Reginald Leafe referee (Germany-the Netherlands, 1956)

Reginald James Leafe (15 December 1914 - 2001) was a FIFA referee in the 1950s and early 1960s.

==Career==

Leafe was appointed to the 1955 FA Cup Final at Wembley on 7 May 1955, when Newcastle United beat Manchester City 3–1. He was subsequently an English representative at the 1958 FIFA World Cup, taking charge of the Group A game between West Germany and Argentina on 8 June 1958. He then refereed a quarter-final tie as Sweden defeated the Soviet Union 2–0 on 19 June 1958.

===Barcelona v Real Madrid, European Cup 1960===
Despite being the man in the middle for the famous Wolves versus Honvéd match in 1954 (his award of a penalty against Kovaks allowing Wolves to come back into the tie), Leafe is known on the continent as the referee who once disallowed 4 goals in the "El Clásico" match-up between Real Madrid and FC Barcelona in a 2nd round match in the European Cup.

In the first leg Arthur Ellis had awarded a late, controversial penalty for Barcelona when Sandor Kocsis was fouled outside the Madrid penalty area. In the second leg at the Nou Camp Leafe took charge. Kenneth Wolstenholme, for the BBC, called it "the game of all time". The mood of the evening was summed up, later, by the normally dignified Santiago Bernabeu commenting that Leafe was Barcelona's best player.

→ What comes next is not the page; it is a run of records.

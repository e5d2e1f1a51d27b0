//! Validation Findings
//!
//! The error record every validator emits and the report the orchestrator
//! hands back to callers. Findings are data, never Rust errors.

use std::fmt;

use serde::Serialize;

use crate::layout::Phase;

/// Severity of a finding
#[derive(Debug, Clone, Copy, PartialEq, Eq, Serialize)]
#[serde(rename_all = "lowercase")]
pub enum Severity {
    Error,
    Warning,
    Info,
}

/// Identifier of the rule a finding violates
#[derive(Debug, Clone, Copy, PartialEq, Eq, Hash, Serialize)]
#[serde(rename_all = "snake_case")]
pub enum Rule {
    // whole-file structure
    FieldCountMismatch,
    MissingTerminalRecord,
    EntityLimitExceeded,
    NoEntities,
    // record sequence
    InvalidRecordSequence,
    UnknownRecordType,
    // entity structure
    DuplicateEntity,
    MissingRequiredRecord,
    ForbiddenRecord,
    ManagerLimitExceeded,
    ClassLimitExceeded,
    DuplicateClass,
    ClassMissingPersonLink,
    ClassMissingStaffLink,
    UnknownClassReference,
    DanglingLinkage,
    // situation phase
    MissingPrimaryRecord,
    EmptyEntity,
    InvalidCharacterPhaseTwo,
    // auxiliary screen
    InvalidCharacter,
    InternalValidationError,
}

impl Rule {
    pub fn as_str(&self) -> &'static str {
        match self {
            Rule::FieldCountMismatch => "field_count_mismatch",
            Rule::MissingTerminalRecord => "missing_terminal_record",
            Rule::EntityLimitExceeded => "entity_limit_exceeded",
            Rule::NoEntities => "no_entities",
            Rule::InvalidRecordSequence => "invalid_record_sequence",
            Rule::UnknownRecordType => "unknown_record_type",
            Rule::DuplicateEntity => "duplicate_entity",
            Rule::MissingRequiredRecord => "missing_required_record",
            Rule::ForbiddenRecord => "forbidden_record",
            Rule::ManagerLimitExceeded => "manager_limit_exceeded",
            Rule::ClassLimitExceeded => "class_limit_exceeded",
            Rule::DuplicateClass => "duplicate_class",
            Rule::ClassMissingPersonLink => "class_missing_person_link",
            Rule::ClassMissingStaffLink => "class_missing_staff_link",
            Rule::UnknownClassReference => "unknown_class_reference",
            Rule::DanglingLinkage => "dangling_linkage",
            Rule::MissingPrimaryRecord => "missing_primary_record",
            Rule::EmptyEntity => "empty_entity",
            Rule::InvalidCharacterPhaseTwo => "invalid_character_phase_two",
            Rule::InvalidCharacter => "invalid_character",
            Rule::InternalValidationError => "internal_validation_error",
        }
    }

    /// Whole-file failures after which downstream checks are meaningless
    pub fn is_critical(&self) -> bool {
        matches!(
            self,
            Rule::FieldCountMismatch | Rule::MissingTerminalRecord | Rule::NoEntities
        )
    }
}

impl fmt::Display for Rule {
    fn fmt(&self, f: &mut fmt::Formatter<'_>) -> fmt::Result {
        f.write_str(self.as_str())
    }
}

/// A single structural finding
#[derive(Debug, Clone, PartialEq, Eq, Serialize)]
pub struct ValidationError {
    /// 1-based line, 0 when the finding concerns the whole file
    pub line: usize,
    pub record_type: String,
    /// 1-based field position, None for the whole record or entity
    pub field: Option<usize>,
    /// The offending raw value
    pub value: String,
    pub rule: Rule,
    pub message: String,
    pub severity: Severity,
}

impl ValidationError {
    pub fn new(
        rule: Rule,
        line: usize,
        record_type: impl Into<String>,
        message: impl Into<String>,
    ) -> Self {
        Self {
            line,
            record_type: record_type.into(),
            field: None,
            value: String::new(),
            rule,
            message: message.into(),
            severity: Severity::Error,
        }
    }

    pub fn with_field(mut self, position: usize) -> Self {
        self.field = Some(position);
        self
    }

    pub fn with_value(mut self, value: impl Into<String>) -> Self {
        self.value = value.into();
        self
    }

    pub fn with_severity(mut self, severity: Severity) -> Self {
        self.severity = severity;
        self
    }

    /// Synthetic finding for a fault inside the engine itself
    pub fn internal(message: impl Into<String>) -> Self {
        let message = message.into();
        Self::new(
            Rule::InternalValidationError,
            0,
            "",
            format!("Internal validation error: {}", message),
        )
        .with_value(message)
    }
}

impl fmt::Display for ValidationError {
    fn fmt(&self, f: &mut fmt::Formatter<'_>) -> fmt::Result {
        let severity = match self.severity {
            Severity::Error => "error",
            Severity::Warning => "warning",
            Severity::Info => "info",
        };
        write!(f, "line {}: {} [{}] {}", self.line, severity, self.rule, self.message)
    }
}

/// Outcome of validating one file
#[derive(Debug, Clone, PartialEq, Serialize)]
pub struct ValidationReport {
    pub phase: Phase,
    pub errors: Vec<ValidationError>,
    /// Non-blank lines seen
    pub lines_processed: usize,
    /// Primary records seen
    pub entities_found: usize,
    /// Whether critical file-level failures skipped the remaining checks
    pub short_circuited: bool,
}

impl ValidationReport {
    pub fn new(phase: Phase) -> Self {
        Self {
            phase,
            errors: Vec::new(),
            lines_processed: 0,
            entities_found: 0,
            short_circuited: false,
        }
    }

    pub fn is_valid(&self) -> bool {
        !self.errors.iter().any(|e| e.severity == Severity::Error)
    }

    pub fn error_count(&self) -> usize {
        self.count_severity(Severity::Error)
    }

    pub fn warning_count(&self) -> usize {
        self.count_severity(Severity::Warning)
    }

    fn count_severity(&self, severity: Severity) -> usize {
        self.errors.iter().filter(|e| e.severity == severity).count()
    }

    /// Findings for one rule, in report order
    pub fn errors_for(&self, rule: Rule) -> Vec<&ValidationError> {
        self.errors.iter().filter(|e| e.rule == rule).collect()
    }

    pub fn has_rule(&self, rule: Rule) -> bool {
        self.errors.iter().any(|e| e.rule == rule)
    }
}

#[cfg(test)]
mod tests {
    use super::*;

    #[test]
    fn test_validation_report() {
        let mut report = ValidationReport::new(Phase::Enrollment);
        assert!(report.is_valid());

        report.errors.push(
            ValidationError::new(Rule::InvalidCharacter, 1, "00", "lowercase")
                .with_severity(Severity::Warning),
        );
        assert!(report.is_valid()); // Warnings don't make it invalid

        report
            .errors
            .push(ValidationError::new(Rule::NoEntities, 0, "00", "no schools"));
        assert!(!report.is_valid());
        assert_eq!(report.error_count(), 1);
        assert_eq!(report.warning_count(), 1);
        assert!(report.has_rule(Rule::NoEntities));
        assert_eq!(report.errors_for(Rule::DuplicateEntity).len(), 0);
    }

    #[test]
    fn test_critical_rules() {
        assert!(Rule::FieldCountMismatch.is_critical());
        assert!(Rule::MissingTerminalRecord.is_critical());
        assert!(Rule::NoEntities.is_critical());
        assert!(!Rule::EntityLimitExceeded.is_critical());
        assert!(!Rule::InvalidRecordSequence.is_critical());
    }

    #[test]
    fn test_rule_serializes_as_identifier() {
        let error = ValidationError::internal("boom");
        let json = serde_json::to_value(&error).expect("serialize");

        assert_eq!(json["rule"], "internal_validation_error");
        assert_eq!(json["severity"], "error");
        assert_eq!(json["value"], "boom");
        assert_eq!(json["field"], serde_json::Value::Null);
        assert_eq!(Rule::DanglingLinkage.to_string(), "dangling_linkage");
    }
}
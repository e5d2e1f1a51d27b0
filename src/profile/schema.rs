//! Rules Profile Types
//!
//! The numeric limits the structural checks enforce, as read from TOML.

use serde::{Deserialize, Serialize};

use crate::layout::Phase;

/// Root profile file structure (matches TOML)
#[derive(Debug, Clone, Deserialize, PartialEq)]
pub struct ProfileFile {
    pub profile: ProfileMeta,
    pub default_phase: Option<Phase>,
    #[serde(default)]
    pub limits: Limits,
}

/// Profile metadata
#[derive(Debug, Clone, Deserialize, PartialEq)]
pub struct ProfileMeta {
    pub name: String,
    pub version: Option<String>,
    pub description: Option<String>,
}

/// Ceilings applied by the file-level and entity checks
#[derive(Debug, Clone, Copy, PartialEq, Eq, Deserialize, Serialize)]
#[serde(default)]
pub struct Limits {
    /// Schools per file
    pub max_entities: usize,
    /// Manager records (40) per school
    pub max_managers_per_entity: usize,
    /// Distinct classes (20) per school
    pub max_classes_per_entity: usize,
}

impl Default for Limits {
    fn default() -> Self {
        Self {
            max_entities: 5000,
            max_managers_per_entity: 3,
            max_classes_per_entity: 999,
        }
    }
}

/// Runtime profile
#[derive(Debug, Clone, PartialEq)]
pub struct RulesProfile {
    pub name: String,
    pub version: Option<String>,
    pub description: Option<String>,
    pub default_phase: Option<Phase>,
    pub limits: Limits,
}

impl Default for RulesProfile {
    fn default() -> Self {
        Self {
            name: "default".to_string(),
            version: None,
            description: None,
            default_phase: Some(Phase::Enrollment),
            limits: Limits::default(),
        }
    }
}

impl From<ProfileFile> for RulesProfile {
    fn from(file: ProfileFile) -> Self {
        Self {
            name: file.profile.name,
            version: file.profile.version,
            description: file.profile.description,
            default_phase: file.default_phase,
            limits: file.limits,
        }
    }
}
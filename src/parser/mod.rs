//! Census File Parser
//!
//! Turns raw text lines into [`LineRecord`]s. Focused solely on
//! tokenization; record layouts and validation live elsewhere.

use std::borrow::Cow;

pub mod lexer;
pub mod record;

pub use lexer::{tokenize_line, FIELD_DELIMITER};
pub use record::{LineRecord, ParsedLine};

/// Parse a single line of a census file
///
/// `line_number` is the 1-based physical position of the line in the file.
pub fn parse_line(line_number: usize, line: &str) -> ParsedLine {
    let fields = lexer::tokenize_line(line);
    if fields.is_empty() {
        ParsedLine::Empty
    } else {
        ParsedLine::Record(LineRecord::new(line_number, fields))
    }
}

/// Parse a sequence of lines, dropping blank ones
///
/// Blank lines are skipped but still advance the physical line number, so
/// every record keeps its real position in the file.
pub fn parse_lines<S: AsRef<str>>(lines: &[S]) -> Vec<LineRecord> {
    lines
        .iter()
        .enumerate()
        .filter_map(|(idx, line)| match parse_line(idx + 1, line.as_ref()) {
            ParsedLine::Record(record) => Some(record),
            ParsedLine::Empty => None,
        })
        .collect()
}

/// Decode file bytes: UTF-8 when valid, otherwise Latin-1
///
/// Census files are expected in a single-byte encoding; in Latin-1 every
/// byte maps to exactly one character, so decoding never fails.
pub fn decode_bytes(bytes: &[u8]) -> Cow<'_, str> {
    match std::str::from_utf8(bytes) {
        Ok(text) => Cow::Borrowed(text),
        Err(_) => Cow::Owned(bytes.iter().map(|&b| b as char).collect()),
    }
}

#[cfg(test)]
mod tests {
    use super::*;

    #[test]
    fn test_parse_simple_record() {
        let result = parse_line(1, "00|12345678|1");

        if let ParsedLine::Record(record) = result {
            assert_eq!(record.record_type, "00");
            assert_eq!(record.fields.len(), 3);
            assert_eq!(record.line, 1);
        } else {
            panic!("Expected record");
        }
    }

    #[test]
    fn test_parse_empty_line() {
        let result = parse_line(4, "   ");
        assert!(matches!(result, ParsedLine::Empty));
    }

    #[test]
    fn test_decode_bytes() {
        assert_eq!(decode_bytes(b"00|1|1"), "00|1|1");
        assert!(matches!(decode_bytes(b"00|1|1"), Cow::Borrowed(_)));
        // 0xC9 alone is not UTF-8: read as Latin-1 'É'
        assert_eq!(decode_bytes(b"30|JOS\xC9"), "30|JOSÉ");
    }

    #[test]
    fn test_parse_lines_keeps_physical_line_numbers() {
        let records = parse_lines(&["00|1|1", "", "  ", "99"]);

        assert_eq!(records.len(), 2);
        assert_eq!(records[0].line, 1);
        assert_eq!(records[1].line, 4);
        assert_eq!(records[1].record_type, "99");
    }
}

There are doubts as to whether Leafe was the man for the job. In total he disallowed four Real goals, and the game finished 2–1 to Barcelona. Phil Ball, a football historian, who saw footage of the game, remarked that the protests carried some substance since none of the goals "appear to be illegal in any way". Later Alfredo Di Stéfano remarked: "UEFA people didn't like us dominating 'their' cup. That's why they got English referees to make sure we didn't. After all, English referees were supposed to be the best. No one would suspect anything."^{†}

===Rapid Vienna v Benfica, European Cup, 1961===
Later that season in the second leg of the semi-final in Austria, Leafe was at the centre of a massive row when deciding that the Rapid Vienna forward Robert Dienst had dived in the Benfica penalty area in the last minutes of the game. Various appeals to restore calm fell on deaf ears and the tie became the first European Cup match in history to be abandoned.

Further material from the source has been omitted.